▶ _Work order_
Search each line below for "boost", then return the lines where it appears.

Extracted records

==============================

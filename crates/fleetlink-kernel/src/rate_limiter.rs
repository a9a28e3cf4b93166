//! [`RateLimiter`] – per-key send throttling.
//!
//! Sends for a key are spaced at least `min_interval` apart, except that a
//! quiet period longer than `burst_interval` always lets the next send
//! through.

use std::collections::HashMap;
use std::sync::{Mutex, MutexGuard};
use std::time::{Duration, Instant};

pub const DEFAULT_MIN_INTERVAL: Duration = Duration::from_millis(500);
pub const DEFAULT_BURST_INTERVAL: Duration = Duration::from_secs(5);

pub struct RateLimiter {
    last_sent: Mutex<HashMap<String, Instant>>,
    min_interval: Duration,
    burst_interval: Duration,
}

impl RateLimiter {
    pub fn new(min_interval: Duration, burst_interval: Duration) -> Self {
        Self {
            last_sent: Mutex::new(HashMap::new()),
            min_interval,
            burst_interval,
        }
    }

    /// Whether a send for `key` may happen now.  An allowed send is recorded.
    pub fn allow(&self, key: &str) -> bool {
        let now = Instant::now();
        let mut last_sent = self.lock();
        let allowed = last_sent.get(key).is_none_or(|at| {
            let elapsed = now.duration_since(*at);
            elapsed > self.burst_interval || elapsed >= self.min_interval
        });
        if allowed {
            last_sent.insert(key.to_string(), now);
        }
        allowed
    }

    /// Forget `key`; its next send is allowed unconditionally.
    pub fn reset(&self, key: &str) {
        self.lock().remove(key);
    }

    pub fn len(&self) -> usize {
        self.lock().len()
    }

    pub fn is_empty(&self) -> bool {
        self.lock().is_empty()
    }

    fn lock(&self) -> MutexGuard<'_, HashMap<String, Instant>> {
        self.last_sent
            .lock()
            .unwrap_or_else(|poisoned| poisoned.into_inner())
    }
}

impl Default for RateLimiter {
    fn default() -> Self {
        Self::new(DEFAULT_MIN_INTERVAL, DEFAULT_BURST_INTERVAL)
    }
}

#[cfg(test)]
mod tests {
    use super::*;
    use std::thread;

    #[test]
    fn first_send_is_allowed() {
        let limiter = RateLimiter::default();
        assert!(limiter.allow("agv-01"));
        assert_eq!(limiter.len(), 1);
    }

    #[test]
    fn sends_inside_min_interval_are_rejected() {
        let limiter = RateLimiter::new(Duration::from_secs(60), Duration::from_secs(120));
        assert!(limiter.allow("agv-01"));
        assert!(!limiter.allow("agv-01"));
        assert!(limiter.allow("agv-02"));
    }

    #[test]
    fn send_after_min_interval_is_allowed() {
        let limiter = RateLimiter::new(Duration::from_millis(20), Duration::from_secs(60));
        assert!(limiter.allow("agv-01"));
        thread::sleep(Duration::from_millis(30));
        assert!(limiter.allow("agv-01"));
    }

    #[test]
    fn burst_interval_overrides_min_interval() {
        let limiter = RateLimiter::new(Duration::from_secs(60), Duration::from_millis(20));
        assert!(limiter.allow("agv-01"));
        assert!(!limiter.allow("agv-01"));
        thread::sleep(Duration::from_millis(30));
        assert!(limiter.allow("agv-01"));
    }

    #[test]
    fn reset_forgets_key() {
        let limiter = RateLimiter::new(Duration::from_secs(60), Duration::from_secs(120));
        assert!(limiter.allow("agv-01"));
        limiter.reset("agv-01");
        assert!(limiter.is_empty());
        assert!(limiter.allow("agv-01"));
    }
}
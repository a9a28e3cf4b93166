//! HTTP transport: one JSON POST per envelope.
//!
//! A single [`reqwest::Client`] with a request timeout is shared by every
//! send so connection pooling works across robots.

use std::sync::atomic::{AtomicBool, Ordering};
use std::time::Duration;

use async_trait::async_trait;
use fleetlink_types::{RequestContext, TransportError, TransportKind};
use reqwest::header::CONTENT_TYPE;
use tracing::{debug, warn};

use crate::transport::Transport;

pub const DEFAULT_HTTP_TIMEOUT: Duration = Duration::from_secs(10);

pub struct HttpTransport {
    client: reqwest::Client,
    timeout: Duration,
    closed: AtomicBool,
}

impl HttpTransport {
    /// Build a transport whose requests give up after `timeout`.
    pub fn new(timeout: Duration) -> Result<Self, TransportError> {
        let client = reqwest::Client::builder()
            .timeout(timeout)
            .build()
            .map_err(|e| TransportError::SendFailed {
                kind: TransportKind::Http,
                details: format!("failed to build HTTP client: {e}"),
            })?;
        Ok(Self {
            client,
            timeout,
            closed: AtomicBool::new(false),
        })
    }

    async fn post(&self, url: &str, payload: &[u8]) -> Result<(), TransportError> {
        let response = self
            .client
            .post(url)
            .header(CONTENT_TYPE, "application/json")
            .body(payload.to_vec())
            .send()
            .await
            .map_err(|e| {
                if e.is_timeout() {
                    TransportError::PublishTimedOut {
                        destination: url.to_string(),
                        timeout_ms: self.timeout.as_millis() as u64,
                    }
                } else {
                    TransportError::SendFailed {
                        kind: TransportKind::Http,
                        details: e.to_string(),
                    }
                }
            })?;

        let status = response.status();
        if !status.is_success() {
            warn!(url, status = status.as_u16(), "robot rejected POST");
            return Err(TransportError::HttpStatus {
                url: url.to_string(),
                status: status.as_u16(),
            });
        }
        debug!(url, status = status.as_u16(), bytes = payload.len(), "POST accepted");
        Ok(())
    }
}

#[async_trait]
impl Transport for HttpTransport {
    fn kind(&self) -> TransportKind {
        TransportKind::Http
    }

    async fn send(
        &self,
        ctx: &RequestContext,
        destination: &str,
        payload: &[u8],
    ) -> Result<(), TransportError> {
        if self.closed.load(Ordering::SeqCst) {
            return Err(TransportError::NotConnected(TransportKind::Http));
        }
        if ctx.is_cancelled() {
            return Err(TransportError::Cancelled);
        }
        tokio::select! {
            _ = ctx.cancelled() => Err(TransportError::Cancelled),
            result = self.post(destination, payload) => result,
        }
    }

    async fn close(&self) -> Result<(), TransportError> {
        self.closed.store(true, Ordering::SeqCst);
        Ok(())
    }
}
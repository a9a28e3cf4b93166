//! Inbound device telemetry and the outcomes derived from it.

use chrono::{DateTime, Utc};
use serde::{Deserialize, Serialize};

// ─────────────────────────────────────────────────────────────────────────────
// Action states
// ─────────────────────────────────────────────────────────────────────────────

/// Execution status of a single action as reported by the robot.
#[derive(Debug, Clone, Copy, PartialEq, Eq, Hash, Serialize, Deserialize)]
#[serde(rename_all = "UPPERCASE")]
pub enum ActionStatus {
    Waiting,
    Initializing,
    Running,
    Paused,
    Finished,
    Failed,
}

#[derive(Debug, Clone, PartialEq, Serialize, Deserialize)]
#[serde(rename_all = "camelCase")]
pub struct ActionState {
    pub action_id: String,
    #[serde(default, skip_serializing_if = "Option::is_none")]
    pub action_type: Option<String>,
    pub action_status: ActionStatus,
    #[serde(default, skip_serializing_if = "Option::is_none")]
    pub result_description: Option<String>,
}

impl ActionState {
    pub fn new(action_id: impl Into<String>, action_status: ActionStatus) -> Self {
        Self {
            action_id: action_id.into(),
            action_type: None,
            action_status,
            result_description: None,
        }
    }
}

/// A robot-side error entry carried in a state message.
#[derive(Debug, Clone, PartialEq, Serialize, Deserialize)]
#[serde(rename_all = "camelCase")]
pub struct DeviceFault {
    pub error_type: String,
    #[serde(default)]
    pub error_level: String,
    #[serde(default, skip_serializing_if = "Option::is_none")]
    pub error_description: Option<String>,
}

// ─────────────────────────────────────────────────────────────────────────────
// State message
// ─────────────────────────────────────────────────────────────────────────────

/// Parsed `state` message.  Only the fields the bridge acts upon are kept;
/// unknown fields are ignored on deserialisation.
#[derive(Debug, Clone, PartialEq, Serialize, Deserialize)]
#[serde(rename_all = "camelCase")]
pub struct DeviceState {
    #[serde(default)]
    pub header_id: u64,
    #[serde(default, skip_serializing_if = "Option::is_none")]
    pub timestamp: Option<DateTime<Utc>>,
    #[serde(default)]
    pub manufacturer: String,
    pub serial_number: String,
    #[serde(default)]
    pub order_id: String,
    #[serde(default)]
    pub order_update_id: u64,
    #[serde(default)]
    pub last_node_id: String,
    #[serde(default)]
    pub driving: bool,
    #[serde(default)]
    pub paused: bool,
    #[serde(default, skip_serializing_if = "Option::is_none")]
    pub operating_mode: Option<String>,
    #[serde(default)]
    pub action_states: Vec<ActionState>,
    #[serde(default)]
    pub errors: Vec<DeviceFault>,
}

impl DeviceState {
    /// The active order id, treating the protocol's empty string as absent.
    pub fn active_order(&self) -> Option<&str> {
        if self.order_id.is_empty() {
            None
        } else {
            Some(&self.order_id)
        }
    }

    /// Condense the state into the fields that matter for change detection.
    ///
    /// Header ids and timestamps change on every message and are excluded.
    pub fn summary(&self) -> DeviceStatus {
        DeviceStatus {
            order_id: self.order_id.clone(),
            last_node_id: self.last_node_id.clone(),
            driving: self.driving,
            paused: self.paused,
            operating_mode: self.operating_mode.clone(),
            error_count: self.errors.len(),
            running_actions: self
                .action_states
                .iter()
                .filter(|s| s.action_status == ActionStatus::Running)
                .count(),
        }
    }
}

/// Change-detection projection of a [`DeviceState`].
#[derive(Debug, Clone, PartialEq, Eq, Serialize, Deserialize)]
pub struct DeviceStatus {
    pub order_id: String,
    pub last_node_id: String,
    pub driving: bool,
    pub paused: bool,
    pub operating_mode: Option<String>,
    pub error_count: usize,
    pub running_actions: usize,
}

// ─────────────────────────────────────────────────────────────────────────────
// Connection message
// ─────────────────────────────────────────────────────────────────────────────

#[derive(Debug, Clone, Copy, PartialEq, Eq, Hash, Serialize, Deserialize)]
#[serde(rename_all = "SCREAMING_SNAKE_CASE")]
pub enum ConnectionStatus {
    Online,
    Offline,
    #[serde(rename = "CONNECTIONBROKEN")]
    ConnectionBroken,
}

impl ConnectionStatus {
    pub fn is_online(&self) -> bool {
        matches!(self, ConnectionStatus::Online)
    }
}

/// Parsed `connection` message.
#[derive(Debug, Clone, PartialEq, Serialize, Deserialize)]
#[serde(rename_all = "camelCase")]
pub struct ConnectionState {
    #[serde(default)]
    pub header_id: u64,
    #[serde(default, skip_serializing_if = "Option::is_none")]
    pub timestamp: Option<DateTime<Utc>>,
    #[serde(default)]
    pub manufacturer: String,
    pub serial_number: String,
    pub connection_state: ConnectionStatus,
}

// ─────────────────────────────────────────────────────────────────────────────
// Command outcomes
// ─────────────────────────────────────────────────────────────────────────────

/// Three-valued outcome of evaluating a pending command's action states.
#[derive(Debug, Clone, Copy, PartialEq, Eq, Hash, Serialize, Deserialize)]
pub enum Verdict {
    InProgress,
    Success,
    Failure,
}

impl Verdict {
    pub fn is_decided(&self) -> bool {
        !matches!(self, Verdict::InProgress)
    }
}

/// Final report for a correlated command.
#[derive(Debug, Clone, PartialEq, Serialize, Deserialize)]
pub struct CommandResult {
    pub correlation_key: String,
    pub device_id: String,
    pub command_text: String,
    pub verdict: Verdict,
    /// Failure reason or robot-provided result description.
    pub message: Option<String>,
    pub finished_at: DateTime<Utc>,
}
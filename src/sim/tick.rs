//! Per-frame simulation tick
//!
//! Advances the run by one frame of `dt` seconds. Order while running:
//! kinematics, wall resolution, jump controller, chase, world reactions,
//! then the terminal checks.

use super::ambient::{FRESH_AIR, ICE_NIGHT, OBSIDIAN_NIGHT};
use super::chase;
use super::checkpoint::{self, FailureOutcome};
use super::collision::{cull_fallen_hazards, release_dripstones, resolve_walls, touching_hazard};
use super::course::Biome;
use super::state::{
    Action, ExitTo, FailureCause, GameState, PlayerPose, RunState, SimEvent, SpectrePose,
};
use super::schedule::TimerId;
use crate::clamp_frame_dt;

/// Stars moved onto the screen per tick inside a starry biome
const STARS_PER_TICK: usize = 2;

/// Input edges for a single tick
#[derive(Debug, Clone, Copy, Default)]
pub struct TickInput {
    /// Jump key went down (also starts the run)
    pub jump_pressed: bool,
    /// Jump key went up
    pub jump_released: bool,
    /// Pause toggle
    pub pause: bool,
    /// Quit from the pause menu
    pub abandon: bool,
}

/// Advance the game state by one frame
pub fn tick(state: &mut GameState, input: &TickInput, dt: f32) {
    let dt = clamp_frame_dt(dt);

    if input.pause {
        match state.run_state {
            RunState::Running => {
                state.run_state = RunState::Paused;
                state.emit(SimEvent::Paused);
                return;
            }
            RunState::Paused => {
                state.run_state = RunState::Running;
                state.emit(SimEvent::Resumed);
            }
            _ => {}
        }
    }

    if state.run_state == RunState::Paused {
        if input.abandon {
            log::info!("run abandoned from the pause menu");
            state.emit(SimEvent::Failed(FailureCause::Abandoned));
            end_run(state, false);
        }
        return;
    }

    state.time_ticks += 1;
    state.scheduler.advance(dt);
    while let Some((id, action)) = state.scheduler.pop_due() {
        apply(state, id, action);
    }

    match state.run_state {
        RunState::NotStarted if input.jump_pressed => start_run(state),
        RunState::Running => step_running(state, input, dt),
        _ => {}
    }

    state.player.animate(dt, &state.clips);
    state.spectre.animate(dt, &state.clips);
    state.ambient.update(dt, &state.clips);
    state.fade.update(dt);
}

/// First jump press: wake the spectre and schedule the start sequence
fn start_run(state: &mut GameState) {
    state.run_state = RunState::Running;
    state.spectre.set_pose(SpectrePose::Awake);

    let t = &state.tuning;
    let (hop, spectre, player) = (t.start_hop_at, t.spectre_wake_at, t.player_move_at);
    let (cloud, butterfly) = (t.cloud_interval, t.butterfly_interval);
    state.timers.start = vec![
        state.scheduler.schedule_once(Action::StartHop, hop),
        state.scheduler.schedule_once(Action::SpectreStarts, spectre),
        state.scheduler.schedule_once(Action::PlayerStarts, player),
    ];
    state.timers.cloud = Some(state.scheduler.schedule_every(Action::SpawnCloud, cloud));
    state.timers.butterfly = Some(state.scheduler.schedule_every(Action::SpawnButterfly, butterfly));
    if state.player.body.pos.x < state.course.decoration_limit() {
        state.ambient.spawn_cloud();
    }

    log::info!("run started (seed {})", state.seed);
    state.emit(SimEvent::RunStarted);
}

fn step_running(state: &mut GameState, input: &TickInput, dt: f32) {
    let t = &state.tuning;
    let (gravity, jump_velocity, jump_lock) = (t.gravity, t.jump_velocity, t.jump_lock);

    // Kinematics and resolution
    let prev = state.player.body.pos;
    state.player.body.integrate(dt);
    let contact = resolve_walls(&mut state.player.body, prev, &state.course.walls);
    state.spectre.body.integrate(dt);

    // Jump controller: physics first, then this tick's input edges
    let mut jumped = false;
    let mut landed = false;
    if let Some(jump) = state.player.jump.as_mut() {
        landed = jump.step(&mut state.player.body, contact, gravity, dt);
        if input.jump_pressed {
            jumped = jump.launch(&mut state.player.body, jump_velocity, jump_lock);
        }
        if input.jump_released {
            jump.release(&mut state.player.body, jump_velocity);
        }
    }
    if landed {
        state.emit(SimEvent::Landed);
    }
    if jumped {
        state.emit(SimEvent::Jumped);
    }

    // Chase
    let t = &state.tuning;
    let final_boundary = state.course.final_boundary();
    let player = &mut state.player;
    player.body.vel.x = chase::player_speed(
        player.body.vel.x,
        player.pose == PlayerPose::Moving,
        player.body.vel.y > 0.0,
        player.body.pos.x > state.course.first_boundary(),
        t,
        dt,
    );
    let spectre = &mut state.spectre;
    if spectre.pose == SpectrePose::Moving {
        spectre.body.vel.x = chase::spectre_speed(spectre.body.vel.x, player.body.vel.x, t, dt);
        if chase::tracking_frozen(spectre.body.pos.x, final_boundary, t.spectre_freeze_margin) {
            spectre.body.vel.y = 0.0;
        } else {
            spectre.body.pos.y = player.body.pos.y;
        }
    }

    react_to_world(state, dt);

    // Terminal checks
    let t = &state.tuning;
    if chase::victory_reached(state.player.body.pos.x, final_boundary, t.victory_margin) {
        end_run(state, true);
        return;
    }
    let cause = if state.player.body.pos.y <= t.fall_threshold {
        Some(FailureCause::Fell)
    } else if chase::is_captured(&state.spectre.body, &state.player.body, t.capture_margin) {
        Some(FailureCause::Captured)
    } else if touching_hazard(&state.player.body.rect(), &state.hazards).is_some() {
        Some(FailureCause::Hazard)
    } else {
        None
    };
    if let Some(cause) = cause {
        fail(state, cause);
    }
}

/// Dripstones, checkpoints, biome transitions and stars
fn react_to_world(state: &mut GameState, dt: f32) {
    let t = &state.tuning;
    let released = release_dripstones(
        &mut state.hazards,
        state.player.body.right(),
        t.dripstone_fall_height,
        t.dripstone_trigger_distance,
        t.dripstone_fall_speed,
    );
    for hazard in state.hazards.iter_mut().filter(|h| h.released()) {
        hazard.integrate(dt);
    }
    cull_fallen_hazards(&mut state.hazards, t.hazard_cull_depth);
    if released > 0 {
        state.emit(SimEvent::DripstonesReleased { count: released });
    }

    for index in checkpoint::activate_passed(&mut state.checkpoints, &state.player.body) {
        log::info!("checkpoint {index} activated");
        state.emit(SimEvent::CheckpointActivated { index });
    }

    let x = state.player.body.pos.x;
    let ice_start = state.course.biome_start(Biome::Ice);
    let obsidian_start = state.course.biome_start(Biome::Obsidian);
    if !state.entered_ice {
        if x >= ice_start {
            state.entered_ice = true;
            enter_biome(state, Biome::Ice);
        }
    } else if !state.entered_obsidian && x >= obsidian_start {
        state.entered_obsidian = true;
        enter_biome(state, Biome::Obsidian);
    }

    if (ice_start..=obsidian_start).contains(&x) {
        state.ambient.add_stars(Biome::Ice, STARS_PER_TICK);
    } else if x >= obsidian_start {
        state.ambient.add_stars(Biome::Obsidian, STARS_PER_TICK);
    }
}

fn enter_biome(state: &mut GameState, biome: Biome) {
    let (from, to) = match biome {
        Biome::Ice => (FRESH_AIR, ICE_NIGHT),
        _ => (ICE_NIGHT, OBSIDIAN_NIGHT),
    };
    let steps = state.tuning.gradient_steps;
    state.ambient.start_gradient(from, to, steps as usize);
    if let Some(previous) = state.timers.gradient.take() {
        state.scheduler.unschedule(previous);
    }
    state.timers.gradient = Some(
        state
            .scheduler
            .schedule_every(Action::GradientStep, 1.0 / steps as f32),
    );
    log::info!("entered {biome:?} at x={:.0}", state.player.body.pos.x);
    state.emit(SimEvent::BiomeEntered(biome));
}

/// Respawn at the furthest active checkpoint or end the run
fn fail(state: &mut GameState, cause: FailureCause) {
    state.emit(SimEvent::Failed(cause));
    match checkpoint::resolve_failure(&state.checkpoints, &mut state.lives) {
        FailureOutcome::NoCheckpoint => {
            log::info!("{cause:?} with no active checkpoint");
            end_run(state, false);
        }
        FailureOutcome::OutOfLives => {
            log::info!("{cause:?}, no lives left");
            state.emit(SimEvent::LifeLost { lives_left: 0 });
            end_run(state, false);
        }
        FailureOutcome::Recover {
            checkpoint,
            lives_left,
        } => {
            log::info!("{cause:?}, respawning at checkpoint {checkpoint} ({lives_left} lives left)");
            state.emit(SimEvent::LifeLost { lives_left });
            state.run_state = RunState::Recovering;
            state.fade.rate = state.tuning.fade_rate;
            state.fade.start_fade_out();

            let t = &state.tuning;
            let (fade_in, settle, resume) =
                (t.recovery_fade_in_at, t.recovery_settle_at, t.recovery_resume_at);
            let scheduler = &mut state.scheduler;
            scheduler.schedule_once(Action::FadeBackIn, fade_in);
            scheduler.schedule_once(Action::Teleport { checkpoint }, fade_in);
            scheduler.schedule_once(Action::SettleFade, settle);
            scheduler.schedule_once(Action::FinishRecovery, resume);
        }
    }
}

fn end_run(state: &mut GameState, victory: bool) {
    let (run_state, pose, exit, delay) = if victory {
        (RunState::EndedVictory, PlayerPose::Victory, ExitTo::Outro, state.tuning.victory_exit_delay)
    } else {
        (RunState::EndedDead, PlayerPose::Dead, ExitTo::Restart, state.tuning.dead_exit_delay)
    };
    state.run_state = run_state;
    state.player.set_pose(pose);
    for id in state.timers.start.drain(..) {
        state.scheduler.unschedule(id);
    }
    state.scheduler.schedule_once(Action::Exit(exit), delay);

    log::info!(
        "run ended ({}) at x={:.0} after {:.1}s",
        if victory { "victory" } else { "dead" },
        state.player.body.pos.x,
        state.elapsed()
    );
    state.emit(SimEvent::RunEnded { victory });
}

fn apply(state: &mut GameState, id: TimerId, action: Action) {
    match action {
        Action::StartHop => {
            let jump_velocity = state.tuning.jump_velocity;
            let lock = state.tuning.jump_lock;
            let player = &mut state.player;
            let jumped = player
                .jump
                .as_mut()
                .is_some_and(|jump| jump.launch(&mut player.body, jump_velocity, lock));
            if jumped {
                state.emit(SimEvent::Jumped);
            }
        }
        Action::SpectreStarts => {
            state.spectre.set_pose(SpectrePose::Moving);
            state.spectre.body.vel.x = state.tuning.initial_speed_spectre;
        }
        Action::PlayerStarts => {
            state.player.set_pose(PlayerPose::Moving);
            state.player.body.vel.x = state.tuning.initial_speed;
        }
        Action::SpawnCloud | Action::SpawnButterfly => {
            if state.player.body.pos.x < state.course.decoration_limit() {
                if action == Action::SpawnCloud {
                    state.ambient.spawn_cloud();
                } else {
                    state.ambient.spawn_butterfly();
                }
            } else {
                state.scheduler.unschedule(id);
            }
        }
        Action::GradientStep => {
            if !state.ambient.gradient_step() {
                state.scheduler.unschedule(id);
                state.timers.gradient = None;
            }
        }
        Action::FadeBackIn => {
            state.fade.rate = state.tuning.fade_in_rate;
            state.fade.stop_fade_out();
            state.fade.start_fade_in();
            state.emit(SimEvent::RecoveryFadeIn);
        }
        Action::Teleport { checkpoint } => {
            let Some(anchor) = state.checkpoints.get(checkpoint).map(|cp| cp.rect) else {
                return;
            };
            let t = &state.tuning;
            let (gap, boost) = (t.respawn_spectre_gap, t.respawn_spectre_boost);

            let player = &mut state.player;
            player.set_pose(PlayerPose::Idling);
            player.body.pos.x = anchor.center().x;
            player.body.set_bottom(anchor.bottom);
            if let Some(jump) = player.jump.as_mut() {
                jump.reset(&mut player.body);
            }

            let spectre = &mut state.spectre;
            spectre.body.pos.x = player.body.pos.x - gap;
            spectre.body.pos.y = player.body.pos.y;
            spectre.body.vel.x = player.body.vel.x + boost;

            log::debug!("respawned at x={:.0}", player.body.pos.x);
            state.emit(SimEvent::Respawned { checkpoint });
        }
        Action::SettleFade => {
            state.fade.rate = state.tuning.fade_rate;
        }
        Action::FinishRecovery => {
            state.run_state = RunState::Running;
            state.player.set_pose(PlayerPose::Moving);
            log::info!("recovery finished, running again");
            state.emit(SimEvent::RecoveryFinished);
        }
        Action::Exit(exit) => {
            state.fade.start_fade_out();
            state.exit = Some(exit);
            state.emit(SimEvent::Exit(exit));
        }
    }
}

==============================

▶ _Solution below_
            let (gap, boost) = (t.respawn_spectre_gap, t.respawn_spectre_boost);
            spectre.body.vel.x = player.body.vel.x + boost;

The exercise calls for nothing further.